WHAT THE TASK REQUIRES
The records are to be copied in their entirety, exactly as given.

** SOURCE MATERIAL follows **

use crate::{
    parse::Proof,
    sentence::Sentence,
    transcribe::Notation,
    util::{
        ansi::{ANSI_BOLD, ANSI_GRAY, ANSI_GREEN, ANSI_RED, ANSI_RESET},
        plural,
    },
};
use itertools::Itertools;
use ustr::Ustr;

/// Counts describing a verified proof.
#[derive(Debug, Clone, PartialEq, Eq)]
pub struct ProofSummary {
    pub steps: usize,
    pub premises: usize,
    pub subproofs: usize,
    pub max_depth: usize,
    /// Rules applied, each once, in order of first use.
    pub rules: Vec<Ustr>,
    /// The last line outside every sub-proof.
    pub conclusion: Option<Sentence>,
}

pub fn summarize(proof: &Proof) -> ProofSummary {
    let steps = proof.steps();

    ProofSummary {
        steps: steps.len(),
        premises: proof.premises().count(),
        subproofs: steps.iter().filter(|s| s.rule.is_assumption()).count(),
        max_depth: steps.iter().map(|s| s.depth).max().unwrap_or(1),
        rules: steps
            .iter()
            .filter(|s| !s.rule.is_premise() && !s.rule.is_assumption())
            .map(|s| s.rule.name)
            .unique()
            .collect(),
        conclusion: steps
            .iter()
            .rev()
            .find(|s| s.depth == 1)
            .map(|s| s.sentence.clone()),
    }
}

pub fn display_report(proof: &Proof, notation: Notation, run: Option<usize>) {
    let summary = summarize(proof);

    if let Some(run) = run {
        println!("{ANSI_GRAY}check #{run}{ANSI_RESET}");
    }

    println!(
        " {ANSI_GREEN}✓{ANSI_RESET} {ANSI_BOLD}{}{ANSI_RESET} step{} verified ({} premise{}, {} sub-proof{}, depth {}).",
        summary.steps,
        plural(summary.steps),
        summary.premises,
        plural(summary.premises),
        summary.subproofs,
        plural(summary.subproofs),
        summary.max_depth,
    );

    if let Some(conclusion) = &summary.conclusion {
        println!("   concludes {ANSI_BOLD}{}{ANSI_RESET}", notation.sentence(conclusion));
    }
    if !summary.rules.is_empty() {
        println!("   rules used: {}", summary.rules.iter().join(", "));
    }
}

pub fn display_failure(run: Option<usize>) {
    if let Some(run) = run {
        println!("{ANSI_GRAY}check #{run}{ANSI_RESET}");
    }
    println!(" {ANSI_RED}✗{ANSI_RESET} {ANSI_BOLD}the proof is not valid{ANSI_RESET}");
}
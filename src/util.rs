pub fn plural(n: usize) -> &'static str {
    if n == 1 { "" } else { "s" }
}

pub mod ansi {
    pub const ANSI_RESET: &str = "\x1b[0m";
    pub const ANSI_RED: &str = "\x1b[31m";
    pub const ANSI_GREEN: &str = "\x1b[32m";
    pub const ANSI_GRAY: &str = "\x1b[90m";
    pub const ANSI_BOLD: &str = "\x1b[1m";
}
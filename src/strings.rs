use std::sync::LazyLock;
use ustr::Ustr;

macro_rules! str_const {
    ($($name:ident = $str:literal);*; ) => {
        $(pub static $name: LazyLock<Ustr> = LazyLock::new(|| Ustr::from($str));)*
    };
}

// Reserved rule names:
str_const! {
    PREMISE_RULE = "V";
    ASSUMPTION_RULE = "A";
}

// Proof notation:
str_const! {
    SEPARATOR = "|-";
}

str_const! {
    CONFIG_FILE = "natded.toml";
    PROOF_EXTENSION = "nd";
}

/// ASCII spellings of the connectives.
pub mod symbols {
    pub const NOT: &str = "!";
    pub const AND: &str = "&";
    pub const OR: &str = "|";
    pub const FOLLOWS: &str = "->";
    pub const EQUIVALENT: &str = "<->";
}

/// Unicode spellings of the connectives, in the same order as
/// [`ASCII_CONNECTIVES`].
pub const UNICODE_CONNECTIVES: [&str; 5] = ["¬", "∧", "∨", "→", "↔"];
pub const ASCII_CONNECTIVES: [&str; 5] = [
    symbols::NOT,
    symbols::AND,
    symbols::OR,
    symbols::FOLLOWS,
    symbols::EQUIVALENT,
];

** End of SOURCE MATERIAL **

RESULT
use crate::{
    parse::Proof,
    sentence::Sentence,
    transcribe::Notation,
    util::{
        ansi::{ANSI_BOLD, ANSI_GRAY, ANSI_GREEN, ANSI_RED, ANSI_RESET},
        plural,
    },
};
use itertools::Itertools;
use ustr::Ustr;

/// Counts describing a verified proof.
#[derive(Debug, Clone, PartialEq, Eq)]
pub struct ProofSummary {
    pub steps: usize,
    pub premises: usize,
    pub subproofs: usize,
    pub max_depth: usize,
    /// Rules applied, each once, in order of first use.
    pub rules: Vec<Ustr>,
    /// The last line outside every sub-proof.
    pub conclusion: Option<Sentence>,
}

pub fn summarize(proof: &Proof) -> ProofSummary {
    let steps = proof.steps();

    ProofSummary {
        steps: steps.len(),
        premises: proof.premises().count(),
        subproofs: steps.iter().filter(|s| s.rule.is_assumption()).count(),
        max_depth: steps.iter().map(|s| s.depth).max().unwrap_or(1),
        rules: steps
            .iter()
            .filter(|s| !s.rule.is_premise() && !s.rule.is_assumption())
            .map(|s| s.rule.name)
            .unique()
            .collect(),
        conclusion: steps
            .iter()
            .rev()
            .find(|s| s.depth == 1)
            .map(|s| s.sentence.clone()),
    }
}

pub fn display_report(proof: &Proof, notation: Notation, run: Option<usize>) {
    let summary = summarize(proof);

    if let Some(run) = run {
        println!("{ANSI_GRAY}check #{run}{ANSI_RESET}");
    }

    println!(
        " {ANSI_GREEN}✓{ANSI_RESET} {ANSI_BOLD}{}{ANSI_RESET} step{} verified ({} premise{}, {} sub-proof{}, depth {}).",
        summary.steps,
        plural(summary.steps),
        summary.premises,
        plural(summary.premises),
        summary.subproofs,
        plural(summary.subproofs),
        summary.max_depth,
    );

    if let Some(conclusion) = &summary.conclusion {
        println!("   concludes {ANSI_BOLD}{}{ANSI_RESET}", notation.sentence(conclusion));
    }
    if !summary.rules.is_empty() {
        println!("   rules used: {}", summary.rules.iter().join(", "));
    }
}

pub fn display_failure(run: Option<usize>) {
    if let Some(run) = run {
        println!("{ANSI_GRAY}check #{run}{ANSI_RESET}");
    }
    println!(" {ANSI_RED}✗{ANSI_RESET} {ANSI_BOLD}the proof is not valid{ANSI_RESET}");
}
filename src/util.rs
pub fn plural(n: usize) -> &'static str {
    if n == 1 { "" } else { "s" }
}

pub mod ansi {
    pub const ANSI_RESET: &str = "\x1b[0m";
    pub const ANSI_RED: &str = "\x1b[31m";
    pub const ANSI_GREEN: &str = "\x1b[32m";
    pub const ANSI_GRAY: &str = "\x1b[90m";
    pub const ANSI_BOLD: &str = "\x1b[1m";
}
filename src/strings.rs
use std::sync::LazyLock;
use ustr::Ustr;

macro_rules! str_const {
    ($($name:ident = $str:literal);*; ) => {
        $(pub static $name: LazyLock<Ustr> = LazyLock::new(|| Ustr::from($str));)*
    };
}

// Reserved rule names:
str_const! {
    PREMISE_RULE = "V";
    ASSUMPTION_RULE = "A";
}

// Proof notation:
str_const! {
    SEPARATOR = "|-";
}

str_const! {
    CONFIG_FILE = "natded.toml";
    PROOF_EXTENSION = "nd";
}

/// ASCII spellings of the connectives.
pub mod symbols {
    pub const NOT: &str = "!";
    pub const AND: &str = "&";
    pub const OR: &str = "|";
    pub const FOLLOWS: &str = "->";
    pub const EQUIVALENT: &str = "<->";
}

/// Unicode spellings of the connectives, in the same order as
/// [`ASCII_CONNECTIVES`].
pub const UNICODE_CONNECTIVES: [&str; 5] = ["¬", "∧", "∨", "→", "↔"];
pub const ASCII_CONNECTIVES: [&str; 5] = [
    symbols::NOT,
    symbols::AND,
    symbols::OR,
    symbols::FOLLOWS,
    symbols::EQUIVALENT,
];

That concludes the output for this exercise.